▶ [WHAT IS NEEDED] How many lines in the records below contain the word "Status"? Answer with the number alone.

(Stored data)

/// Sorted by address.
static REGISTERS: &[SpecialRegister] = &[
    SpecialRegister::new(0x0000, "ZERO_REG", "Zero Register"),
    SpecialRegister::new(0x0002, "ONES_REG", "Ones Register"),
    SpecialRegister::new(0x0004, "PTSSEL", "PTS Select"),
    SpecialRegister::new(0x0006, "PTSSRV", "PTS Service"),
    SpecialRegister::new(0x0008, "INT_MASK", "Interrupt Mask"),
    SpecialRegister::new(0x0009, "INT_PEND", "Interrupt Pending"),
    SpecialRegister::new(0x000A, "WATCHDOG", "Watchdog Timer"),
    SpecialRegister::new(0x0012, "INT_PEND1", "Interrupt Pending 1"),
    SpecialRegister::new(0x0013, "INT_MASK1", "Interrupt Mask 1"),
    SpecialRegister::new(0x0014, "WSR", "Window Selection"),
    SpecialRegister::new(0x0015, "WSR1", "Window Selection 1"),
    SpecialRegister::new(0x0018, "SP", "Stack Pointer"),
    SpecialRegister::new(0x0019, "SP", "Stack Pointer"),
    SpecialRegister::new(0x1E50, "AD_RESULT0", "A/D Result 0"),
    SpecialRegister::new(0x1E52, "AD_RESULT1", "A/D Result 1"),
    SpecialRegister::new(0x1E54, "AD_RESULT2", "A/D Result 2"),
    SpecialRegister::new(0x1E56, "AD_RESULT3", "A/D Result 3"),
    SpecialRegister::new(0x1E58, "AD_RESULT4", "A/D Result 4"),
    SpecialRegister::new(0x1E5A, "AD_RESULT5", "A/D Result 5"),
    SpecialRegister::new(0x1E5C, "AD_RESULT6", "A/D Result 6"),
    SpecialRegister::new(0x1E5E, "AD_RESULT7", "A/D Result 7"),
    SpecialRegister::new(0x1E60, "AD_RESULT8", "A/D Result 8"),
    SpecialRegister::new(0x1E62, "AD_RESULT9", "A/D Result 9"),
    SpecialRegister::new(0x1E64, "AD_RESULT10", "A/D Result 10"),
    SpecialRegister::new(0x1E66, "AD_RESULT11", "A/D Result 11"),
    SpecialRegister::new(0x1E68, "AD_RESULT12", "A/D Result 12"),
    SpecialRegister::new(0x1E6A, "AD_RESULT13", "A/D Result 13"),
    SpecialRegister::new(0x1E6C, "AD_RESULT14", "A/D Result 14"),
    SpecialRegister::new(0x1E6E, "AD_RESULT15", "A/D Result 15"),
    SpecialRegister::new(0x1E70, "AD_SCAN", "A/D Scan"),
    SpecialRegister::new(0x1E72, "AD_RESULT", "A/D Result"),
    SpecialRegister::new(0x1E74, "AD_COMMAND", "A/D Command"),
    SpecialRegister::new(0x1E76, "AD_TEST", "A/D Test"),
    SpecialRegister::new(0x1E77, "AD_TIME", "A/D Time"),
    SpecialRegister::new(0x1E78, "ADDRCOM0", "Address Compare 0"),
    SpecialRegister::new(0x1E7A, "ADDRMSK0", "Address Mask 0"),
    SpecialRegister::new(0x1E7C, "BUSCON0", "Bus Control 0"),
    SpecialRegister::new(0x1E80, "ADDRCOM1", "Address Compare 1"),
    SpecialRegister::new(0x1E82, "ADDRMSK1", "Address Mask 1"),
    SpecialRegister::new(0x1E84, "BUSCON1", "Bus Control 1"),
    SpecialRegister::new(0x1E88, "ADDRCOM2", "Address Compare 2"),
    SpecialRegister::new(0x1E8A, "ADDRMSK2", "Address Mask 2"),
    SpecialRegister::new(0x1E8C, "BUSCON2", "Bus Control 2"),
    SpecialRegister::new(0x1E90, "PIH0_VEC_IDX", "Peripheral Int Handler 0 Vector Index"),
    SpecialRegister::new(0x1E92, "PIH0_VEC_BASE", "Peripheral Int Handler 0 Vector Base"),
    SpecialRegister::new(0x1E94, "PIH0_PTSSRV", "Peripheral Int Handler 0 PTS Service"),
    SpecialRegister::new(0x1E96, "PIH0_PTSSEL", "Peripheral Int Handler 0 PTS Select"),
    SpecialRegister::new(0x1E98, "PIH0_INT_MASK", "Peripheral Int Handler 0 Int Mask"),
    SpecialRegister::new(0x1E9A, "PIH0_INT_PEND", "Peripheral Int Handler 0 Int Pending"),
    SpecialRegister::new(0x1EA0, "PIH1_VEC_IDX", "Peripheral Int Handler 1 Index"),
    SpecialRegister::new(0x1EA2, "PIH1_VEC_BASE", "Peripheral Int Handler 1 Vector Base"),
    SpecialRegister::new(0x1EA4, "PIH1_PTSSRV", "Peripheral Int Handler 1 PTS Service"),
    SpecialRegister::new(0x1EA6, "PIH1_PTSSEL", "Peripheral Int Handler 1 PTS Select"),
    SpecialRegister::new(0x1EA8, "PIH1_INT_MASK", "Peripheral Int Handler 1 Int Mask"),
    SpecialRegister::new(0x1EAA, "PIH1_INT_PEND", "Peripheral Int Handler 1 Int Pending"),
    SpecialRegister::new(0x1ED0, "PWM7_CONTROL", "PWM 7 Control"),
    SpecialRegister::new(0x1ED1, "PWM6_7_COUNT", "PWM 6 and 7 Count"),
    SpecialRegister::new(0x1ED2, "PWM6_CONTROL", "PWM 6 Control"),
    SpecialRegister::new(0x1ED3, "PWM6_7_PERIOD", "PWM 6 and 7 Period"),
    SpecialRegister::new(0x1ED4, "PWM5_CONTROL", "PWM 5 Control"),
    SpecialRegister::new(0x1ED5, "PWM4_5_COUNT", "PWM 4 and 5 Count"),
    SpecialRegister::new(0x1ED6, "PWM4_CONTROL", "PWM 4 Control"),
    SpecialRegister::new(0x1ED7, "PWM4_5_PERIOD", "PWM 4 and 5 Period"),
    SpecialRegister::new(0x1ED8, "PWM3_CONTROL", "PWM 3 Control"),
    SpecialRegister::new(0x1ED9, "PWM2_3_COUNT", "PWM 2 and 3 Count"),
    SpecialRegister::new(0x1EDA, "PWM2_CONTROL", "PWM 2 Control"),
    SpecialRegister::new(0x1EDB, "PWM2_3_PERIOD", "PWM 2 and 3 Period"),
    SpecialRegister::new(0x1EDC, "PWM1_CONTROL", "PWM 1 Control"),
    SpecialRegister::new(0x1EDD, "PWM0_1_COUNT", "PWM 0 and 1 Count"),
    SpecialRegister::new(0x1EDE, "PWM0_CONTROL", "PWM 0 Control"),
    SpecialRegister::new(0x1EDF, "PWM0_1_PERIOD", "PWM 0 and 1 Period"),
    SpecialRegister::new(0x1EE0, "OS7_CON", "Output Simulcapture 7 Control"),
    SpecialRegister::new(0x1EE2, "OS7_TIME", "Output Simulcapture 7 Time"),
    SpecialRegister::new(0x1EE4, "OS6_CON", "Output Simulcapture 6 Control"),
    SpecialRegister::new(0x1EE6, "OS6_TIME", "Output Simulcapture 6 Time"),
    SpecialRegister::new(0x1EE8, "OS5_CON", "Output Simulcapture 5 Control"),
    SpecialRegister::new(0x1EEA, "OS5_TIME", "Output Simulcapture 5 Time"),
    SpecialRegister::new(0x1EEC, "OS4_CON", "Output Simulcapture 4 Control"),
    SpecialRegister::new(0x1EEE, "OS4_TIME", "Output Simulcapture 4 Time"),
    SpecialRegister::new(0x1EF0, "OS3_CON", "Output Simulcapture 3 Control"),
    SpecialRegister::new(0x1EF2, "OS3_TIME", "Output Simulcapture 3 Time"),
    SpecialRegister::new(0x1EF4, "OS2_CON", "Output Simulcapture 2 Control"),
    SpecialRegister::new(0x1EF6, "OS2_TIME", "Output Simulcapture 2 Time"),
    SpecialRegister::new(0x1EF8, "OS1_CON", "Output Simulcapture 1 Control"),
    SpecialRegister::new(0x1EFA, "OS1_TIME", "Output Simulcapture 1 Time"),
    SpecialRegister::new(0x1EFC, "OS0_CON", "Output Simulcapture 0 Control"),
    SpecialRegister::new(0x1EFE, "OS0_TIME", "Output Simulcapture 0 Time"),
    SpecialRegister::new(0x1F1C, "EPA16_CON", "EPA Capture/Compare 16 Control"),
    SpecialRegister::new(0x1F1E, "EPA16_TIME", "EPA Capture/Compare 16 Time"),
    SpecialRegister::new(0x1F20, "EPA15_CON", "EPA Capture/Compare 15 Control"),
    SpecialRegister::new(0x1F22, "EPA15_TIME", "EPA Capture/Compare 15 Time"),
    SpecialRegister::new(0x1F24, "EPA14_CON", "EPA Capture/Compare 14 Control"),
    SpecialRegister::new(0x1F26, "EPA14_TIME", "EPA Capture/Compare 14 Time"),
    SpecialRegister::new(0x1F28, "EPA13_CON", "EPA Capture/Compare 13 Control"),
    SpecialRegister::new(0x1F2A, "EPA13_TIME", "EPA Capture/Compare 13 Time"),
    SpecialRegister::new(0x1F2C, "EPA12_CON", "EPA Capture/Compare 12 Control"),
    SpecialRegister::new(0x1F2E, "EPA12_TIME", "EPA Capture/Compare 12 Time"),
    SpecialRegister::new(0x1F30, "EPA11_CON", "EPA Capture/Compare 11 Control"),
    SpecialRegister::new(0x1F32, "EPA11_TIME", "EPA Capture/Compare 11 Time"),
    SpecialRegister::new(0x1F34, "EPA10_CON", "EPA Capture/Compare 10 Control"),
    SpecialRegister::new(0x1F36, "EPA10_TIME", "EPA Capture/Compare 10 Time"),
    SpecialRegister::new(0x1F38, "EPA9_CON", "EPA Capture/Compare 9 Control"),
    SpecialRegister::new(0x1F3A, "EPA9_TIME", "EPA Capture/Compare 9 Time"),
    SpecialRegister::new(0x1F3C, "EPA8_CON", "EPA Capture/Compare 8 Control"),
    SpecialRegister::new(0x1F3E, "EPA8_TIME", "EPA Capture/Compare 8 Time"),
    SpecialRegister::new(0x1F40, "EPA7_CON", "EPA Capture/Compare 7 Control"),
    SpecialRegister::new(0x1F42, "EPA7_TIME", "EPA Capture/Compare 7 Time"),
    SpecialRegister::new(0x1F44, "EPA6_CON", "EPA Capture/Compare 6 Control"),
    SpecialRegister::new(0x1F46, "EPA6_TIME", "EPA Capture/Compare 6 Time"),
    SpecialRegister::new(0x1F48, "EPA5_CON", "EPA Capture/Compare 5 Control"),
    SpecialRegister::new(0x1F4A, "EPA5_TIME", "EPA Capture/Compare 5 Time"),
    SpecialRegister::new(0x1F4C, "EPA4_CON", "EPA Capture/Compare 4 Control"),
    SpecialRegister::new(0x1F4E, "EPA4_TIME", "EPA Capture/Compare 4 Time"),
    SpecialRegister::new(0x1F50, "EPA3_CON", "EPA Capture/Compare 3 Control"),
    SpecialRegister::new(0x1F52, "EPA3_TIME", "EPA Capture/Compare 3 Time"),
    SpecialRegister::new(0x1F54, "EPA2_CON", "EPA Capture/Compare 2 Control"),
    SpecialRegister::new(0x1F56, "EPA2_TIME", "EPA Capture/Compare 2 Time"),
    SpecialRegister::new(0x1F58, "EPA1_CON", "EPA Capture/Compare 1 Control"),
    SpecialRegister::new(0x1F5A, "EPA1_TIME", "EPA Capture/Compare 1 Time"),
    SpecialRegister::new(0x1F5C, "EPA0_CON", "EPA Capture/Compare 0 Control"),
    SpecialRegister::new(0x1F5E, "EPA0_TIME", "EPA Capture/Compare 0 Time"),
    SpecialRegister::new(0x1F6E, "TIMER_MUX", "Timer Multiplexer"),
    SpecialRegister::new(0x1F70, "T4CONTROL", "Timer 4 Control"),
    SpecialRegister::new(0x1F72, "TIMER4", "Timer 4 Value"),
    SpecialRegister::new(0x1F74, "T3CONTROL", "Timer 3 Control"),
    SpecialRegister::new(0x1F76, "TIMER3", "Timer 3 Value"),
    SpecialRegister::new(0x1F78, "T2CONTROL", "Timer 2 Control"),
    SpecialRegister::new(0x1F7A, "TIMER2", "Timer 2 Value"),
    SpecialRegister::new(0x1F7C, "T1CONTROL", "Timer 1 Control"),
    SpecialRegister::new(0x1F7E, "TIMER1", "Timer 1 Value"),
    SpecialRegister::new(0x1F80, "CLKOUT_CON", "Clock Out Control"),
    SpecialRegister::new(0x1F88, "SBUF0_RX", "Serial Port Receive Buffer 0"),
    SpecialRegister::new(0x1F89, "SP0_STATUS", "Serial Port 0 Status"),
    SpecialRegister::new(0x1F8A, "SBUF0_TX", "Serial Port Transmit Buffer 0"),
    SpecialRegister::new(0x1F8B, "SP0_CON", "Serial Port 0 Control"),
    SpecialRegister::new(0x1F8C, "SP0_BAUD", "Serial Port 0 Baud Rate"),
    SpecialRegister::new(0x1F90, "SSIO0_BUF", "Synchronous Serial Port 0 Buffer"),
    SpecialRegister::new(0x1F91, "SSIO0_CON", "Synchronous Serial Port 0 Control"),
    SpecialRegister::new(0x1F92, "SSIO1_BUF", "Synchronous Serial Port 1 Buffer"),
    SpecialRegister::new(0x1F93, "SSIO1_CON", "Synchronous Serial Port 1 Control"),
    SpecialRegister::new(0x1F94, "SSIO_BAUD", "Synchronous Serial Port Baud Rate"),
    SpecialRegister::new(0x1F95, "SSIO0_CLK", "Synchronous Serial Port 0 Clock"),
    SpecialRegister::new(0x1F97, "SSIO1_CLK", "Synchronous Serial Port 1 Clock"),
    SpecialRegister::new(0x1F98, "SBUF1_RX", "Serial Port Receive Buffer 1"),
    SpecialRegister::new(0x1F99, "SP1_STATUS", "Serial Port 1 Status"),
    SpecialRegister::new(0x1F9A, "SBUF1_TX", "Serial Port Transmit Buffer 1"),
    SpecialRegister::new(0x1F9B, "SP1_CON", "Serial Port 1 Control"),
    SpecialRegister::new(0x1F9C, "SP1_BAUD", "Serial Port 1 Baud Rate"),
    SpecialRegister::new(0x1FA0, "STACK_BOTTOM", "Stack Bottom"),
    SpecialRegister::new(0x1FA2, "STACK_TOP", "Stack Top"),
    SpecialRegister::new(0x1FA4, "RSTSRC", "Reset Source Indicator"),
    SpecialRegister::new(0x1FB8, "P11_MODE", "Port 11 Mode"),
    SpecialRegister::new(0x1FBA, "P11_DIR", "Port 11 I/O Direction"),
    SpecialRegister::new(0x1FBC, "P11_REG", "Port 11 Data Output"),
    SpecialRegister::new(0x1FBE, "P11_PIN", "Port 11 Pin Input"),
    SpecialRegister::new(0x1FC0, "P9_MODE", "Port 9 Mode"),
    SpecialRegister::new(0x1FC1, "P10_MODE", "Port 10 Mode"),
    SpecialRegister::new(0x1FC2, "P9_DIR", "Port 9 I/O Direction"),
    SpecialRegister::new(0x1FC3, "P10_DIR", "Port 10 I/O Direction"),
    SpecialRegister::new(0x1FC4, "P9_REG", "Port 9 Data Output"),
    SpecialRegister::new(0x1FC5, "P10_REG", "Port 10 Data Output"),
    SpecialRegister::new(0x1FC6, "P9_PIN", "Port 9 Pin Input"),
    SpecialRegister::new(0x1FC7, "P10_PIN", "Port 10 Pin Input"),
    SpecialRegister::new(0x1FC8, "P7_MODE", "Port 7 Mode"),
    SpecialRegister::new(0x1FC9, "P8_MODE", "Port 8 Mode"),
    SpecialRegister::new(0x1FCA, "P7_DIR", "Port 7 I/O Direction"),
    SpecialRegister::new(0x1FCB, "P8_DIR", "Port 8 I/O Direction"),
    SpecialRegister::new(0x1FCC, "P7_REG", "Port 7 Data Output"),
    SpecialRegister::new(0x1FCD, "P8_REG", "Port 8 Data Output"),
    SpecialRegister::new(0x1FCE, "P7_PIN", "Port 7 Pin Input"),
    SpecialRegister::new(0x1FCF, "P8_PIN", "Port 8 Pin Input"),
    SpecialRegister::new(0x1FD0, "P2_MODE", "Port 2 Mode"),
    SpecialRegister::new(0x1FD2, "P2_DIR", "Port 2 I/O Direction"),
    SpecialRegister::new(0x1FD4, "P2_REG", "Port 2 Data Output"),
    SpecialRegister::new(0x1FD6, "P2_PIN", "Port 2 Pin Input"),
    SpecialRegister::new(0x1FE0, "IRAM_CON", "Internal RAM Control"),
    SpecialRegister::new(0x1FE1, "EP_MODE", "Extended Port Mode"),
    SpecialRegister::new(0x1FE3, "EP_DIR", "Extended Port I/O Direction"),
    SpecialRegister::new(0x1FE5, "EP_REG", "Extended Port Data Output"),
    SpecialRegister::new(0x1FE7, "EP_PIN", "Extended Port Pin Input"),
    SpecialRegister::new(0x1FE8, "P12_MODE", "Port 12 Mode"),
    SpecialRegister::new(0x1FEA, "P12_DIR", "Port 12 I/O Direction"),
    SpecialRegister::new(0x1FEC, "P12_REG", "Port 12 Data Output"),
    SpecialRegister::new(0x1FEE, "P12_PIN", "Port 12 Pin Input"),
    SpecialRegister::new(0x1FF1, "P5_MODE", "Port 5 Mode"),
    SpecialRegister::new(0x1FF3, "P5_DIR", "Port 5 I/O Direction"),
    SpecialRegister::new(0x1FF4, "P34_DRV", "Port 3/4 Push-pull Enable"),
    SpecialRegister::new(0x1FF5, "P5_REG", "Port 5 Data Output"),
    SpecialRegister::new(0x1FF7, "P5_PIN", "Port 5 Pin Input"),
    SpecialRegister::new(0x1FFC, "P3_REG", "Port 3 Data Output"),
    SpecialRegister::new(0x1FFD, "P4_REG", "Port 4 Data Output"),
    SpecialRegister::new(0x1FFE, "P3_PIN", "Port 3 Pin Input"),
    SpecialRegister::new(0x1FFF, "P4_PIN", "Port 4 Pin Input"),
];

▶ [RESPONSE BOX] 2